5 años de investigaciones, 4 meses de preproducción, 6 meses de postproducción, 45 días de rodaje, 500 extras, 225 personas haciendo la producción, más de 300 caballos, mulas y vacas, 1000 kilos de pólvora para 40 fusiles y otras armas, un cuidadoso vestuario que muestra puños de camisa sucios por el combate y las condiciones topográficas del cruce, una confección carente de lujo resultado de una suma de voluntades que creyeron en la gesta, coronan un film que apela al realismo sólo en los pequeños y numerosos detalles que construyen su narración visual y acierta a mostrar seres posibles sin la pretensión de encumbrarlos antes de sus acciones.
Sin grandilocuencias, estridencias ni discursos de una retórica rebuscada que una tropa no entendería y los interlocutores de hoy considerarían de una solemnidad irreal, hay un “Viva la Patria” que para muchos sigue teniendo el mismo significado y no necesita explicación ni debate, sólo y nada más que quien lo diga soporte un archivo.
Todos los pueblos necesitan una épica, no importa si enorme o pequeña.

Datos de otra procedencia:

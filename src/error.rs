//! Error types for VARC archive operations.
//!
//! This module provides the [`Error`] enum which represents all possible
//! failure modes when working with VARC archives, along with a convenient
//! [`Result<T>`] type alias.
//!
//! All fallible operations in this crate return `Result<T, Error>`. You can
//! handle errors using pattern matching or the `?` operator:
//!
//! ```rust,no_run
//! use varc::{Archive, Result};
//!
//! fn extract_archive(path: &str, dest: &str) -> Result<()> {
//!     let mut archive = Archive::new();
//!     archive.open(path, None)?;
//!     archive.extract_all(dest, None, &Default::default())?;
//!     Ok(())
//! }
//! ```

use std::io;

/// Why a DEFLATE stream failed to decode.
#[derive(Debug, Clone, Copy, PartialEq, Eq)]
#[non_exhaustive]
pub enum DecompressErrorKind {
    /// The stream contains invalid DEFLATE data.
    Corrupted,
    /// The stream ended before the final block.
    Truncated,
    /// The stream decoded cleanly but to an unexpected length.
    SizeMismatch,
}

impl std::fmt::Display for DecompressErrorKind {
    fn fmt(&self, f: &mut std::fmt::Formatter<'_>) -> std::fmt::Result {
        match self {
            Self::Corrupted => write!(f, "corrupted stream"),
            Self::Truncated => write!(f, "truncated stream"),
            Self::SizeMismatch => write!(f, "decoded size mismatch"),
        }
    }
}

/// The main error type for VARC archive operations.
///
/// Each variant includes enough context to diagnose the issue. Variants map
/// to stable short strings via [`std::fmt::Display`], suitable for CLI
/// messages and dialogs; structured callers should inspect the variant
/// instead of the message.
#[derive(Debug, thiserror::Error)]
#[non_exhaustive]
pub enum Error {
    /// An I/O error occurred during file operations.
    #[error("I/O error: {0}")]
    Io(#[from] io::Error),

    /// The file does not begin with the `VARC` signature.
    #[error("invalid archive signature")]
    InvalidSignature,

    /// The archive was written by a newer (or otherwise unknown) format
    /// version. The raw big-endian version word is included: high byte is
    /// the major version, low byte the minor.
    #[error("unsupported format version {version:#06x}")]
    UnsupportedVersion {
        /// The version word read from the header.
        version: u16,
    },

    /// The archive ended before a complete structure could be read.
    #[error("archive truncated at offset {offset}: {needed} more bytes needed")]
    Truncated {
        /// Byte offset at which the read was attempted.
        offset: usize,
        /// Number of bytes that could not be supplied.
        needed: usize,
    },

    /// An entry header or body violates a field bound.
    #[error("invalid entry {index}: {reason}")]
    InvalidEntry {
        /// Zero-based index of the offending entry.
        index: usize,
        /// A description of the violation.
        reason: String,
    },

    /// Bytes remain after the declared number of entries was consumed.
    #[error("{remaining} trailing bytes after last entry")]
    TrailingBytes {
        /// Number of unconsumed bytes.
        remaining: usize,
    },

    /// The archive is encrypted and no password was supplied.
    #[error("password required for encrypted archive")]
    PasswordRequired,

    /// The supplied password does not decrypt the archive.
    #[error("wrong password")]
    WrongPassword,

    /// An empty password was supplied where one is required.
    #[error("password must not be empty")]
    EmptyPassword,

    /// PKCS#7 padding validation failed during decryption, indicating a
    /// wrong key, wrong IV, or tampered ciphertext.
    #[error("padding check failed")]
    BadPadding,

    /// The recomputed plaintext digest disagrees with the stored digest.
    #[error("checksum mismatch for '{path}'")]
    ChecksumMismatch {
        /// Archive path of the failing entry.
        path: String,
    },

    /// A DEFLATE stream could not be decoded.
    #[error("decompression failed: {0}")]
    Decompress(DecompressErrorKind),

    /// An entry with the same path already exists in the archive.
    #[error("duplicate path '{path}'")]
    DuplicatePath {
        /// The colliding archive path.
        path: String,
    },

    /// An archive path exceeds the 16-bit length limit of the entry header.
    #[error("path length {length} exceeds maximum of 65535 bytes")]
    PathTooLong {
        /// Byte length of the rejected path.
        length: usize,
    },

    /// An archive path failed validation for a reason other than length.
    #[error("invalid archive path: {0}")]
    InvalidPath(String),

    /// No entry with the given path exists in the archive.
    #[error("entry not found: {path}")]
    NotFound {
        /// The path that was looked up.
        path: String,
    },

    /// `lock` was called on an archive that is already encrypted.
    #[error("archive is already encrypted")]
    AlreadyEncrypted,

    /// `unlock` or `change_password` was called on an unencrypted archive.
    #[error("archive is not encrypted")]
    NotEncrypted,

    /// `create` or `open` was called on an archive that is already open.
    #[error("archive is already open")]
    AlreadyOpen,

    /// An operation requiring an open archive was called on a closed one.
    #[error("archive is not open")]
    NotOpen,
}

impl Error {
    /// Returns `true` if this error is encryption-related.
    pub fn is_encryption_error(&self) -> bool {
        matches!(
            self,
            Error::PasswordRequired
                | Error::WrongPassword
                | Error::EmptyPassword
                | Error::BadPadding
        )
    }

    /// Returns `true` if this error indicates damaged archive data.
    pub fn is_corruption(&self) -> bool {
        matches!(
            self,
            Error::InvalidSignature
                | Error::Truncated { .. }
                | Error::InvalidEntry { .. }
                | Error::TrailingBytes { .. }
                | Error::ChecksumMismatch { .. }
                | Error::Decompress(_)
        )
    }

    /// Returns `true` if the operation might succeed when retried with
    /// different input, such as a corrected password or a freed path.
    pub fn is_recoverable(&self) -> bool {
        match self {
            Error::PasswordRequired | Error::WrongPassword | Error::EmptyPassword => true,
            Error::DuplicatePath { .. } => true,
            Error::Io(e) => matches!(
                e.kind(),
                io::ErrorKind::WouldBlock | io::ErrorKind::Interrupted | io::ErrorKind::TimedOut
            ),
            _ => false,
        }
    }

    /// Convenience constructor for [`Error::InvalidEntry`].
    pub fn invalid_entry(index: usize, reason: impl Into<String>) -> Self {
        Error::InvalidEntry {
            index,
            reason: reason.into(),
        }
    }
}

/// A specialized Result type for VARC operations.
pub type Result<T> = std::result::Result<T, Error>;
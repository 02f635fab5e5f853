//! The 26-byte per-entry header.

use crate::{Error, Result};

use super::ENTRY_HEADER_SIZE;

/// Per-entry flag bits.
///
/// `COMPRESSED` and `ENCRYPTED` describe the stored payload's transform
/// chain; the remaining bits are filesystem attributes captured at add
/// time. Note that the bit assignments differ from the archive-level
/// flags: here `COMPRESSED` is bit 0 and `ENCRYPTED` bit 1.
#[derive(Debug, Clone, Copy, PartialEq, Eq, Default)]
pub struct EntryFlags(u32);

impl EntryFlags {
    /// The stored payload is a DEFLATE stream.
    pub const COMPRESSED: u32 = 0x0001;
    /// The payload (before any compression) is AES-256-CBC ciphertext.
    pub const ENCRYPTED: u32 = 0x0002;
    /// The entry represents a directory.
    pub const DIRECTORY: u32 = 0x0004;
    /// The entry represents a symbolic link.
    pub const SYMLINK: u32 = 0x0008;
    /// The source file was hidden.
    pub const HIDDEN: u32 = 0x0010;
    /// The source file was read-only.
    pub const READONLY: u32 = 0x0020;

    const KNOWN: u32 = 0x003F;

    /// Creates flags from a raw bit pattern.
    pub fn from_bits(bits: u32) -> Self {
        Self(bits)
    }

    /// Returns the raw bits.
    pub fn bits(self) -> u32 {
        self.0
    }

    /// Returns the bits with all reserved bits cleared, as written to disk.
    pub fn bits_for_write(self) -> u32 {
        self.0 & Self::KNOWN
    }

    /// Returns true if the given bit is set.
    pub fn contains(self, bit: u32) -> bool {
        self.0 & bit != 0
    }

    /// Sets or clears the given bit.
    pub fn set(&mut self, bit: u32, value: bool) {
        if value {
            self.0 |= bit;
        } else {
            self.0 &= !bit;
        }
    }
}

/// The fixed-size header preceding each entry's path and payload.
///
/// Layout (all integers big-endian):
///
/// | offset | size | field         |
/// |--------|------|---------------|
/// | 0      | 2    | path_length   |
/// | 2      | 8    | original_size |
/// | 10     | 8    | stored_size   |
/// | 18     | 4    | file_type     |
/// | 22     | 4    | flags         |
#[derive(Debug, Clone, PartialEq, Eq, Default)]
pub struct EntryHeader {
    /// Byte length of the UTF-8 path that follows.
    pub path_length: u16,
    /// Uncompressed, unencrypted payload length.
    pub original_size: u64,
    /// Length of the stored payload on disk after the transform chain.
    pub stored_size: u64,
    /// Semantic file type hint code.
    pub file_type: u32,
    /// Entry flag bits.
    pub flags: EntryFlags,
}

impl EntryHeader {
    /// Serializes the header to its fixed 26-byte representation.
    pub fn to_bytes(&self) -> [u8; ENTRY_HEADER_SIZE] {
        let mut out = [0u8; ENTRY_HEADER_SIZE];
        out[0..2].copy_from_slice(&self.path_length.to_be_bytes());
        out[2..10].copy_from_slice(&self.original_size.to_be_bytes());
        out[10..18].copy_from_slice(&self.stored_size.to_be_bytes());
        out[18..22].copy_from_slice(&self.file_type.to_be_bytes());
        out[22..26].copy_from_slice(&self.flags.bits_for_write().to_be_bytes());
        out
    }

    /// Parses an entry header from a byte slice.
    ///
    /// # Errors
    ///
    /// Returns [`Error::Truncated`] when fewer than 26 bytes are supplied.
    pub fn parse(bytes: &[u8]) -> Result<Self> {
        if bytes.len() < ENTRY_HEADER_SIZE {
            return Err(Error::Truncated {
                offset: bytes.len(),
                needed: ENTRY_HEADER_SIZE - bytes.len(),
            });
        }
        Ok(Self {
            path_length: u16::from_be_bytes([bytes[0], bytes[1]]),
            original_size: u64::from_be_bytes(bytes[2..10].try_into().expect("8 bytes")),
            stored_size: u64::from_be_bytes(bytes[10..18].try_into().expect("8 bytes")),
            file_type: u32::from_be_bytes(bytes[18..22].try_into().expect("4 bytes")),
            flags: EntryFlags::from_bits(u32::from_be_bytes(
                bytes[22..26].try_into().expect("4 bytes"),
            )),
        })
    }

    /// Returns true if the compressed flag is set.
    pub fn is_compressed(&self) -> bool {
        self.flags.contains(EntryFlags::COMPRESSED)
    }

    /// Returns true if the encrypted flag is set.
    pub fn is_encrypted(&self) -> bool {
        self.flags.contains(EntryFlags::ENCRYPTED)
    }
}
//! # varc
//!
//! A library for reading and writing VARC archives: single-file containers
//! that bundle an ordered collection of byte payloads with their paths,
//! type hints, and SHA-256 integrity digests, optionally compressing
//! payloads with DEFLATE and optionally encrypting them with an
//! AES-256-CBC key derived from a password.
//!
//! ## Quick Start
//!
//! ### Creating an Archive
//!
//! ```rust,no_run
//! use varc::{AddOptions, Archive, Result};
//!
//! fn main() -> Result<()> {
//!     let mut archive = Archive::new();
//!     archive.create("backup.varc")?;
//!     archive.add_path("notes.txt", &AddOptions::default())?;
//!     archive.add_bytes("hello.txt", b"Hello, World!".to_vec(), &AddOptions::default())?;
//!     archive.save(None)?;
//!     Ok(())
//! }
//! ```
//!
//! ### Extracting an Archive
//!
//! ```rust,no_run
//! use varc::{Archive, ExtractOptions, Result};
//!
//! fn main() -> Result<()> {
//!     let mut archive = Archive::new();
//!     archive.open("backup.varc", None)?;
//!     for entry in archive.entries() {
//!         println!("{}: {} bytes", entry.path(), entry.original_size());
//!     }
//!     archive.extract_all("./output", None, &ExtractOptions::default())?;
//!     Ok(())
//! }
//! ```
//!
//! ### Encrypted Archives
//!
//! ```rust,no_run
//! use varc::{Archive, Password, Result};
//!
//! fn main() -> Result<()> {
//!     let mut archive = Archive::new();
//!     archive.open("secret.varc", Some(&Password::new("p@ss")))?;
//!     let data = archive.get_entry_data("secret.txt")?;
//!     # let _ = data;
//!     Ok(())
//! }
//! ```
//!
//! ## Format
//!
//! A `.varc` file is a 64-byte global header followed by one record per
//! entry: a 26-byte entry header, the UTF-8 path, the stored payload, and
//! a 32-byte SHA-256 digest of the original plaintext. All integers are
//! big-endian. The digest covers the plaintext rather than the stored
//! bytes, so verification detects both ciphertext corruption and
//! plaintext-level tampering; see [`format`] for the exact layout.
//!
//! ## Error Handling
//!
//! All operations return [`Result<T>`], an alias for
//! `std::result::Result<T, Error>`; see [`Error`] for the failure
//! taxonomy.
//!
//! ## Concurrency
//!
//! An [`Archive`] is single-threaded by contract: operations block until
//! complete and callers serialize access externally. Bulk operations
//! invoke an optional progress callback between entries.

#![warn(missing_docs)]
#![warn(rust_2018_idioms)]

/// Default buffer size for streaming reads (8 KiB).
pub(crate) const READ_BUFFER_SIZE: usize = 8192;

mod archive;
pub mod compress;
pub mod crypto;
mod entry_path;
pub mod error;
pub mod format;
pub mod hash;
pub mod matcher;
pub mod progress;

pub use archive::{
    AddOptions, AddResult, Archive, ArchiveStats, Entry, ExtractOptions, ExtractResult,
    ListOptions, Payload,
};
pub use crypto::Password;
pub use entry_path::{EntryPath, MAX_PATH_LENGTH};
pub use error::{DecompressErrorKind, Error, Result};
pub use format::{ArchiveFlags, EntryFlags, FileType, GlobalHeader};
pub use progress::ProgressFn;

Recuerdo ahora el escándalo de Seva (1984), el relato de Luis López Nieves que durante unos días hizo que los habitantes de Puerto Rico creyeran que de verdad habían resistido la invasión norteamericana hasta casi salir airosos. Fue muy dificultoso hacerles comprender que ese verosímil era sólo un constructo ficcional y que esa épica heroica no estaba ni estaría nunca inscripta en los anales de su Historia, porque nunca había ocurrido. Pero la creencia no obedecía a la imposibilidad del pacto que el lector entabla con una ficción, la creencia residía en la necesidad de una épica. Nosotros la tenemos y ella con sus imágenes de picos inalcanzables, con el perfil de un General como San Martín junto a sus soldados convencidos y también con sus traidores, nos permite hacer pié en un pasado en el que la palabra tenía un correlato en la acción y era capaz de proyectar futuro. Proyectemos futuro desde esa Historia que nos merecemos mucho más que las iniquidades de la década pasada.